_Your assignment:_ From the entries underneath, give the number of lines holding the word "trying", without any other words.

[Listed entries Boundary: Start]

// File: ./src/extract/rules.rs
//! Deterministic rule-based extraction: per-chunk date, time-or-range,
//! recurrence tag and description.
use crate::extract::lexicon::{
    self, ANNUAL_MARKERS, DAILY_MARKERS, EN_MONTHS, MONTHLY_MARKERS, RU_MONTHS, TOPIC_MARKERS,
    WEEKDAYS_EN, WEEKDAYS_RU, WEEKLY_MARKERS,
};
use crate::extract::segment::segment;
use crate::extract::{ExtractContext, Extractor};
use crate::model::event::PLACEHOLDER_DESCRIPTION;
use crate::model::{ParsedEvent, Recurrence};
use chrono::{Datelike, Duration, NaiveDate, NaiveTime};
use once_cell::sync::Lazy;
use regex::Regex;

// --- DATE PATTERNS ---

/// `23 февраля [2026]` — day, Cyrillic word, optional 4-digit year.
static RU_MONTH_DATE_RE: Lazy<Regex> =
    Lazy::new(|| Regex::new(r"\b(\d{1,2})\s+([а-яё]+)(?:\s+(\d{4}))?\b").expect("ru month regex"));

/// `Feb 23[, 2026]`.
static EN_MONTH_FIRST_RE: Lazy<Regex> =
    Lazy::new(|| Regex::new(r"\b([a-z]{3,9})\s+(\d{1,2})(?:,?\s*(\d{4}))?\b").expect("en month regex"));

/// `23 Feb[, 2026]`.
static EN_DAY_FIRST_RE: Lazy<Regex> =
    Lazy::new(|| Regex::new(r"\b(\d{1,2})\s+([a-z]{3,9})(?:,?\s*(\d{4}))?\b").expect("en day regex"));

/// `dd.mm[.yy[yy]]` or `dd/mm[/yy[yy]]`.
static NUMERIC_DATE_RE: Lazy<Regex> = Lazy::new(|| {
    Regex::new(r"\b(\d{1,2})[./](\d{1,2})(?:[./](\d{2,4}))?\b").expect("numeric date regex")
});

// --- TIME PATTERNS ---

/// `11:00-12:30` with `-`, `–` or `—`; `.` also accepted as the hour/minute
/// separator as printed on posters (`19.30`).
static TIME_RANGE_RE: Lazy<Regex> = Lazy::new(|| {
    Regex::new(r"([01]?\d|2[0-3])[:.]([0-5]\d)\s*[-–—]\s*([01]?\d|2[0-3])[:.]([0-5]\d)")
        .expect("time range regex")
});

/// `с 11:00 до 12:30` / `from 11:00 to 12:30`.
static FROM_TO_RE: Lazy<Regex> = Lazy::new(|| {
    Regex::new(
        r"(?:с|from)\s*([01]?\d|2[0-3])[:.]([0-5]\d)\s*(?:до|to|till|until)\s*([01]?\d|2[0-3])[:.]([0-5]\d)",
    )
    .expect("from-to regex")
});

/// A single `HH:MM`, optionally prefixed by `в`/`at`.
static SINGLE_TIME_RE: Lazy<Regex> = Lazy::new(|| {
    Regex::new(r"(?:\bв\s*|\bat\s*)?([01]?\d|2[0-3])[:.]([0-5]\d)\b").expect("single time regex")
});

/// A bare hour: `в 11` / `at 11`, minutes default to zero.
static BARE_HOUR_RE: Lazy<Regex> =
    Lazy::new(|| Regex::new(r"(?:\bв\s*|\bat\s*)([01]?\d|2[0-3])\b").expect("bare hour regex"));

// --- DESCRIPTION STRIP PATTERNS ---

static ACTION_VERBS_RE: Lazy<Regex> = Lazy::new(|| {
    Regex::new(r"(?i)\b(создай|создать|добавь|добавить|запланируй|поставь|create|add|schedule|set)\b")
        .expect("action verbs regex")
});

static RECURRENCE_PHRASES_RE: Lazy<Regex> = Lazy::new(|| {
    Regex::new(
        r"(?i)\b(ежегодн\w*|ежемесячн\w*|еженедельн\w*|ежедневн\w*|каждый\s+год|каждый\s+месяц|каждую\s+неделю|каждый\s+день|annual|yearly|monthly|weekly|daily|every\s+year|every\s+month|every\s+week|every\s+day)\b",
    )
    .expect("recurrence phrases regex")
});

static RELATIVE_DAYS_RE: Lazy<Regex> = Lazy::new(|| {
    Regex::new(r"(?i)\b(сегодня|завтра|послезавтра|today|tomorrow|day after tomorrow|next)\b")
        .expect("relative days regex")
});

static TIME_MENTION_RE: Lazy<Regex> = Lazy::new(|| {
    Regex::new(r"(?i)(?:\bв\s*|\bat\s*)?([01]?\d|2[0-3])[:.]([0-5]\d)\b").expect("time strip regex")
});

static FILLER_RE: Lazy<Regex> =
    Lazy::new(|| Regex::new(r"(?i)\b(on|in)\b").expect("filler regex"));

static WHITESPACE_RE: Lazy<Regex> = Lazy::new(|| Regex::new(r"\s+").expect("whitespace regex"));

const TRIM_CHARS: &[char] = &[' ', '.', ',', '!', '?', ':', ';', '-'];

fn month_date(
    day: u32,
    month: u32,
    explicit_year: Option<i32>,
    base: NaiveDate,
) -> Option<NaiveDate> {
    let year = explicit_year.unwrap_or(base.year());
    let date = NaiveDate::from_ymd_opt(year, month, day)?;
    // A yearless date in the past rolls forward one year (the New-Year
    // boundary case).
    if explicit_year.is_none() && date < base {
        return NaiveDate::from_ymd_opt(year + 1, month, day);
    }
    Some(date)
}

/// Extracts a calendar date from a chunk, trying in order: relative-day
/// keywords, weekday names, month-word dates (RU then EN, both word orders),
/// then purely numeric dates. Returns None if nothing matches.
pub fn extract_date(chunk: &str, base: NaiveDate) -> Option<NaiveDate> {
    let low = chunk.to_lowercase();

    // Relative days, most specific first so "завтра" does not match inside
    // "послезавтра".
    if low.contains("послезавтра") || low.contains("day after tomorrow") {
        return Some(base + Duration::days(2));
    }
    if low.contains("завтра") || low.contains("tomorrow") {
        return Some(base + Duration::days(1));
    }
    if low.contains("сегодня") || low.contains("today") {
        return Some(base);
    }

    // Weekday names: next occurrence strictly after today when the name
    // matches today's weekday.
    for (word, target) in WEEKDAYS_RU.iter().chain(WEEKDAYS_EN.iter()) {
        if low.contains(word) {
            let mut delta =
                (*target as i64 - base.weekday().num_days_from_monday() as i64).rem_euclid(7);
            if delta == 0 {
                delta = 7;
            }
            return Some(base + Duration::days(delta));
        }
    }

    // Russian month words: "23 февраля [2026]".
    if let Some(caps) = RU_MONTH_DATE_RE.captures(&low) {
        let day: u32 = caps[1].parse().ok()?;
        let year = caps.get(3).and_then(|y| y.as_str().parse::<i32>().ok());
        if let Some(month) = lexicon::month_by_prefix(RU_MONTHS, &caps[2])
            && let Some(date) = month_date(day, month, year, base)
        {
            return Some(date);
        }
    }

    // English month words: "Feb 23 [2026]" / "23 Feb [2026]".
    for (re, month_idx, day_idx) in [(&EN_MONTH_FIRST_RE, 1, 2), (&EN_DAY_FIRST_RE, 2, 1)] {
        if let Some(caps) = re.captures(&low) {
            let year = caps.get(3).and_then(|y| y.as_str().parse::<i32>().ok());
            if let Some(month) = lexicon::month_by_prefix(EN_MONTHS, &caps[month_idx])
                && let Ok(day) = caps[day_idx].parse::<u32>()
                && let Some(date) = month_date(day, month, year, base)
            {
                return Some(date);
            }
        }
    }

    // Numeric dates: dd.mm(.yyyy) or dd/mm(/yyyy), two-digit years add 2000.
    let caps = NUMERIC_DATE_RE.captures(chunk)?;
    let day: u32 = caps[1].parse().ok()?;
    let month: u32 = caps[2].parse().ok()?;
    let year = caps.get(3).map(|y| y.as_str()).and_then(|raw| {
        let parsed: i32 = raw.parse().ok()?;
        Some(if raw.len() == 2 { parsed + 2000 } else { parsed })
    });
    month_date(day, month, year, base)
}

fn time_from(h: &str, m: &str) -> Option<NaiveTime> {
    NaiveTime::from_hms_opt(h.parse().ok()?, m.parse().ok()?, 0)
}

/// Byte spans of substrings that read as plausible calendar dates
/// (`12.03`, `01/02/2026`). Used to keep a dotted date from being taken for
/// a dotted time: `12.03` is a date, `19.30` is a poster-style time.
fn plausible_date_spans(low: &str) -> Vec<(usize, usize)> {
    NUMERIC_DATE_RE
        .captures_iter(low)
        .filter_map(|caps| {
            let day: u32 = caps[1].parse().ok()?;
            let month: u32 = caps[2].parse().ok()?;
            // Leap-year probe: accepts 29.02.
            NaiveDate::from_ymd_opt(2000, month, day)?;
            let whole = caps.get(0)?;
            Some((whole.start(), whole.end()))
        })
        .collect()
}

/// Extracts a start time and optional stop time, trying: an explicit range,
/// a "from X to Y" range, a single HH:MM, then a bare "at H" hour.
pub fn extract_time_range(chunk: &str) -> (Option<NaiveTime>, Option<NaiveTime>) {
    let low = chunk.to_lowercase();

    if let Some(caps) = TIME_RANGE_RE.captures(&low)
        && let (Some(start), Some(stop)) = (time_from(&caps[1], &caps[2]), time_from(&caps[3], &caps[4]))
    {
        return (Some(start), Some(stop));
    }

    if let Some(caps) = FROM_TO_RE.captures(&low)
        && let (Some(start), Some(stop)) = (time_from(&caps[1], &caps[2]), time_from(&caps[3], &caps[4]))
    {
        return (Some(start), Some(stop));
    }

    let date_spans = plausible_date_spans(&low);
    for caps in SINGLE_TIME_RE.captures_iter(&low) {
        let Some(whole) = caps.get(0) else { continue };
        let overlaps_date = date_spans
            .iter()
            .any(|&(start, end)| whole.start() < end && start < whole.end());
        if !overlaps_date {
            return (time_from(&caps[1], &caps[2]), None);
        }
    }

    for caps in BARE_HOUR_RE.captures_iter(&low) {
        let Some(whole) = caps.get(0) else { continue };
        let overlaps_date = date_spans
            .iter()
            .any(|&(start, end)| whole.start() < end && start < whole.end());
        if !overlaps_date {
            return (time_from(&caps[1], "0"), None);
        }
    }

    (None, None)
}

/// Keyword-set recurrence lookup, most specific first, plus the composite
/// "every <weekday>" rule.
pub fn extract_recurrence(chunk: &str) -> Recurrence {
    let low = chunk.to_lowercase();

    if lexicon::contains_any(&low, ANNUAL_MARKERS) {
        return Recurrence::Annual;
    }
    if lexicon::contains_any(&low, MONTHLY_MARKERS) {
        return Recurrence::Monthly;
    }
    if lexicon::contains_any(&low, WEEKLY_MARKERS) {
        return Recurrence::Weekly;
    }
    if lexicon::contains_any(&low, DAILY_MARKERS) {
        return Recurrence::Daily;
    }

    // "каждый понедельник" / "every monday" => weekly
    let ru_weekday = WEEKDAYS_RU.iter().any(|(w, _)| low.contains(w));
    let en_weekday = WEEKDAYS_EN.iter().any(|(w, _)| low.contains(w));
    if (low.contains("каждый") && ru_weekday) || (low.contains("every") && en_weekday) {
        return Recurrence::Weekly;
    }

    Recurrence::Never
}

/// Derives the description: the text after an explicit topic marker when one
/// is present; otherwise the chunk with action verbs, recurrence phrases,
/// relative-day words and the matched time/date substrings stripped out.
/// An empty result becomes the generic placeholder.
pub fn extract_description(chunk: &str) -> String {
    let text = WHITESPACE_RE.replace_all(chunk, " ").trim().to_string();
    let low = text.to_lowercase();

    for marker in TOPIC_MARKERS {
        if let Some(pos) = low.find(marker) {
            // Byte offsets in `low` line up with `text` for the RU/EN corpus;
            // fall through on the rare mismatch instead of slicing blindly.
            if let Some(value) = text.get(pos + marker.len()..) {
                let value = value.trim_matches(TRIM_CHARS);
                if !value.is_empty() {
                    return value.to_string();
                }
            }
        }
    }

    let text = ACTION_VERBS_RE.replace_all(&text, "");
    let text = RECURRENCE_PHRASES_RE.replace_all(&text, "");
    let text = RELATIVE_DAYS_RE.replace_all(&text, "");
    let text = TIME_MENTION_RE.replace_all(&text, "");
    let text = NUMERIC_DATE_RE.replace_all(&text, "");
    let text = FILLER_RE.replace_all(&text, "");
    let text = WHITESPACE_RE.replace_all(&text, " ");
    let text = text.trim_matches(TRIM_CHARS);

    if text.is_empty() {
        PLACEHOLDER_DESCRIPTION.to_string()
    } else {
        text.to_string()
    }
}

/// Regex/dictionary-driven parser turning chunks into event candidates.
///
/// A chunk without a start time is always discarded. A chunk with a time but
/// no explicit date defaults to "tomorrow" unless strict-date mode is on, in
/// which case the chunk is dropped instead (used when re-deriving candidates
/// during disambiguation to avoid manufacturing false positives).
pub struct RuleExtractor;

impl RuleExtractor {
    fn extract_chunk(chunk: &str, ctx: &ExtractContext) -> Option<ParsedEvent> {
        let (start_time, stop_time) = extract_time_range(chunk);
        let start_time = start_time?;

        let event_date = match extract_date(chunk, ctx.base_date) {
            Some(date) => date,
            None if ctx.strict_dates => return None,
            None => ctx.base_date + Duration::days(1),
        };

        Some(ParsedEvent {
            event_date,
            start_time,
            stop_time,
            description: extract_description(chunk),
            recurrence: extract_recurrence(chunk),
        })
    }
}

impl Extractor for RuleExtractor {
    fn label(&self) -> &'static str {
        "rules"
    }

    fn extract(&self, text: &str, ctx: &ExtractContext) -> Vec<ParsedEvent> {
        segment(text)
            .iter()
            .filter_map(|chunk| Self::extract_chunk(chunk, ctx))
            .collect()
    }
}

[Listed entries Boundary: End]

_Written response:_ 2